The property was in disrepair due to the landlord’s failure to address years of reports of cracks in wall and ceiling. Inspectors had visited and said that the house was “badly damaged” and “in danger of toppling over”. The resident said that there was dust everywhere, falling into the lounge and affecting his health. The outside of the house had cracks in the walls and scaffolding was put up. No information given to the resident about the scaffolding and if works had been carried out. The resident said this had caused him psychological discomfort and he was unable to have visitors due to the embarrassment. He asked for when the work would be carried out and compensation. The resident attached images of the cracks.

  1. On 4 October 2019 the landlord responded to the stage one complaint and said that:
    1. Its practice was not to carry out internal works until the movement was stopped.
    2. An inspection was booked for 8 October 2019 to identify remedial works to improve the situation until a permanent solution could be found.
    3. On completion of the inspections any agreed remedial works will be raised and carried to improve the situation as best as possible until a permanent resolution was in place. The attending surveyor will also be able to provide greater detail in person on the specific works being planned.
    4. It said that the scaffolding was put up in December 2018 to stop movement, it apologised for the inconvenience caused whilst it followed its subsidence process.
  2. In November 2019 the landlord received the final report for the permanent fix (27 November 2019). However, it did not communicate this to the resident, for which it later apologised in its complaint correspondence.
    1. The report by the engineer set out the scope of its investigation, the items it assessed and its view that the property sustained “significant structural damage” caused by ground movement.
    2. It summarised the outcomes of the soil and drainage investigations. It observed the state of the cracks in August 2019 stating that this was significantly worse when compared with a visit of February 2018 (one crack had grown to 33mm wide from the 3-5mm recorded the previous year).
    3. It recommended that an underpinning scheme be developed as a permanent solution to stabilise the property.
    4. It set out the work required (additional strapping of the flank wall to the floors will be required, including partial rebuilding of a corner of the property, superstructure repairs and decoration required). It said that it would complete the appropriate repair scheme shortly. 
    5. It considered the movement to the front left hand corner of the building to be likely associated with tree root related subsidence movement.
    6. It recommended further investigations (soil and drain survey) to determine the cause of subsidence and movement.
    7. It set out its detailed list of work specifications for internal and external remedial works (internal and external underpinning).
  3. Some works (unidentified) were complete on 23 January 2020. In March 2020 (13 March 2020) the resident raised a formal complaint. This would be the escalation of the original complaint, but it was considered by the landlord as a new stage one complaint:
    1. The resident explained that since the letter of October 2019 no action was taken.
    2. Scaffolding had been erected in April/May 2019 and continued to be up with no works undertaken.
    3. No proposals had been made for remedial works, he continued to live with the cracks, dust and debris falling into the property. He asked for a copy of the final report of August 2019 and the surveyor’s structural reports.
    4. He asked for a copy of the specification of works that was arranged to be drawn up in October 2019 (the letter referred to the works being drawn up following the August 2019 survey). He asked why the remedial works had been offered and also asked why scaffolding was up for the duration of a year with no works, also he asked what decision had been made for the permanent remedy for the subsidence.
    5. He iterated that he had reported the cracks four years ago and continued to be embarrassed to have visitors which he explained affected the quality of his life. He requested the landlord’s proposal for compensation.
  4. The landlord contacted the resident on 6 April 2020:
    1. It apologised to the resident and explained that the complaint was a continuation of the original one from September 2019 in which it had committed to providing an aditional response following an inspection in October 2019.
    2. It provided a copy of the engineer’s report, and said that “no urgent remedial works were recommended. Had there been any works deemed necessary or required on health and safety grounds, they would have been noted and action taken”.

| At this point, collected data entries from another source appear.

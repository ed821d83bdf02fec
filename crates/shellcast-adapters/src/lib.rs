//! Adapters to external formats and tools: GRIB2 scanning, GeoTIFF rasters,
//! GeoJSON unit layers and the GRIB/GDAL/R command-line programs.

pub mod geotiff;
pub mod grib;
pub mod layers;
pub mod preprocess;
pub mod tools;

pub use geotiff::{GeoRaster, RasterError};
pub use grib::{scan_bands, BandInfo, GribError};
pub use layers::{load_layers, LayerError, LayerSpec};
pub use preprocess::{GeospatialPreprocessor, PrepLayout, ScriptPreprocessor};
pub use tools::{
    CommandRasterTools, RasterTools, ResampleSpec, SubsetBounds, ToolError, ToolPaths, ToolRunner,
};

pub const CRATE_NAME: &str = "shellcast-adapters";
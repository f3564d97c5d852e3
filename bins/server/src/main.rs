//! Simple Drive API Server
//!
//! Main entry point for the blob storage service.

use std::sync::Arc;

use anyhow::Context;
use tokio::net::TcpListener;
use tracing::info;
use tracing_subscriber::{layer::SubscriberExt, util::SubscriberInitExt};

use drive_api::{AppState, StorageBackend, create_router};
use drive_core::blob::BlobService;
use drive_core::storage::StorageProvider;
use drive_db::{MetadataStore, connect, migrate};
use drive_shared::AppConfig;

#[tokio::main]
async fn main() -> anyhow::Result<()> {
    // Load environment variables from .env file
    dotenvy::dotenv().ok();

    // Initialize tracing
    tracing_subscriber::registry()
        .with(
            tracing_subscriber::EnvFilter::try_from_default_env().unwrap_or_else(|_| {
                "simple_drive=debug,drive_api=debug,drive_core=info,drive_db=info,tower_http=debug"
                    .into()
            }),
        )
        .with(tracing_subscriber::fmt::layer())
        .init();

    // Load configuration
    let config = AppConfig::load().context("Failed to load configuration")?;
    config.validate()?;

    // Connect to database and bring the schema up to date
    let db = connect(&config.database)
        .await
        .context("Failed to connect to database")?;
    info!("Connected to database");
    migrate(&db).await.context("Failed to run migrations")?;

    // Build the storage backend selected in configuration
    let provider = StorageProvider::from_settings(&config.storage)?;
    info!(provider = ?provider, "Storage provider configured");
    let backend = StorageBackend::from_provider(&provider, &db)
        .await
        .context("Failed to initialize storage backend")?;

    // Create application state
    let storage_type = backend.name();
    let blobs = BlobService::new(
        Arc::new(backend),
        Arc::new(MetadataStore::new(db)),
        storage_type,
    );
    let state = AppState::new(
        blobs,
        config.auth.bearer_token.as_str(),
        config.server.max_body_bytes,
    );

    // Create router
    let app = create_router(state);

    // Start server
    let addr = format!("{}:{}", config.server.host, config.server.port);
    let listener = TcpListener::bind(&addr).await?;
    info!(storage = storage_type, "Server listening on {}", addr);

    axum::serve(listener, app)
        .with_graceful_shutdown(shutdown_signal())
        .await?;

    info!("Server stopped");
    Ok(())
}

/// Resolves when the process receives Ctrl+C.
async fn shutdown_signal() {
    if tokio::signal::ctrl_c().await.is_ok() {
        info!("Shutdown signal received");
    }
}
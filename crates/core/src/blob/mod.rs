//! Blob value types and the service that pairs storage with metadata.
//!
//! A successful upload is always `storage.save` followed by a metadata
//! upsert; a read is a metadata lookup followed by `storage.retrieve`.

mod error;
mod service;
mod types;

pub use error::{BlobError, MetadataError};
pub use service::{BlobService, MAX_ID_LEN, MetadataRepository, validate_id};
pub use types::{Blob, BlobMetadata};
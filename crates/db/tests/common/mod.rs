//! Shared fixtures for database integration tests.

#![allow(dead_code)]

use drive_db::{connect, migrate};
use drive_shared::DatabaseConfig;
use sea_orm::DatabaseConnection;
use tempfile::TempDir;

/// A migrated SQLite database living in a temporary directory.
///
/// The directory is removed when the fixture is dropped.
pub struct TestDb {
    pub db: DatabaseConnection,
    pub config: DatabaseConfig,
    _dir: TempDir,
}

/// Connect to a fresh SQLite file and run migrations.
pub async fn test_db() -> TestDb {
    let dir = TempDir::new().expect("Failed to create temp dir");
    let config = DatabaseConfig {
        url: format!("sqlite://{}?mode=rwc", dir.path().join("test.db").display()),
        max_connections: 1,
        min_connections: 1,
    };
    let db = connect(&config)
        .await
        .expect("Failed to connect to database");
    migrate(&db).await.expect("Failed to run migrations");

    TestDb {
        db,
        config,
        _dir: dir,
    }
}
//! Database migrations.
//!
//! Migrations are managed using sea-orm-migration.

pub use sea_orm_migration::prelude::*;

mod m20250101_000001_blob_tables;

/// Migrator for running database migrations.
pub struct Migrator;

#[async_trait::async_trait]
impl MigratorTrait for Migrator {
    fn migrations() -> Vec<Box<dyn MigrationTrait>> {
        vec![Box::new(m20250101_000001_blob_tables::Migration)]
    }
}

    3. It presented the recomendation to the insurer team whose approval was required to fund the works, which included the removal of trees and underpinning the building.
    4. It was awaiting a meeting with the local authority to confirm that the trees can be removed, in mid February 2020, but then pandemic restrictions came into play.
    5. It apologised for not updating the resident about the report of November 2019.
    6. It said the report did not mention the remedial works in the property which is why they had not taken place, but it invited the resident to report any suspected health and safety risks so it can assess this.
    7. It said the scaffolding was there to prevent movement .
    8. It identified a service failure in communication from 4 October 2019 and awarded £100 for the inconvenience (£10 per month for each of the communication failures, under the complaint route from its asset management team (the report), totalling 5 months x £20).
    9. It declined compensation for the lack of remedial works as it said that none were identified, due to the issue being a structural issue.
    10. It agreed to provide bi-monthly updates to the resident on the progress.
  5. The resident escalated the complaint on the basis that he was unhappy with a compensation offer and requested £10,000 and a reasonable date for when the works will be carried out.
  6. On 22 April 2020 the landlord wrote to the resident with its complaint response.
    1. The landlord explained the requested compensation was not in line with its guidance.
    2. It acknowledged that there was a defect in the property which was having a direct impact on the resident; it agreed to apply its loss of room provision and it identified a service failure in not communicating the possible remedial works to the resident in a visit of July 2019.
    3. It said that its compensation assessment would date to 7 December 2018 when “an inspection documented your concerns”.
    4. It explained how it assessed the extent of the damage, that it considered its pictures from 7 July 2019 and concluded that a quarter of the room was affected. 
    5. In terms of the compensation it offered for the defect, it offered a breakdown comprising weekly rent/habitable rooms x lost room x number of weeks loss, counting the loss from 7 December 2018. The weekly rent was £127.67, the total compensation for the loss of room amounted to £723.46 plus an additional £100.
    6. It also said it would arrange remedial works once restrictions are lifted but that these would be impacted by movement in the property, until the building had settled.
    7. In regard to the permanent fix, the landlord said that it received the final report on 27 November 2019 and apologised for not updating the resident.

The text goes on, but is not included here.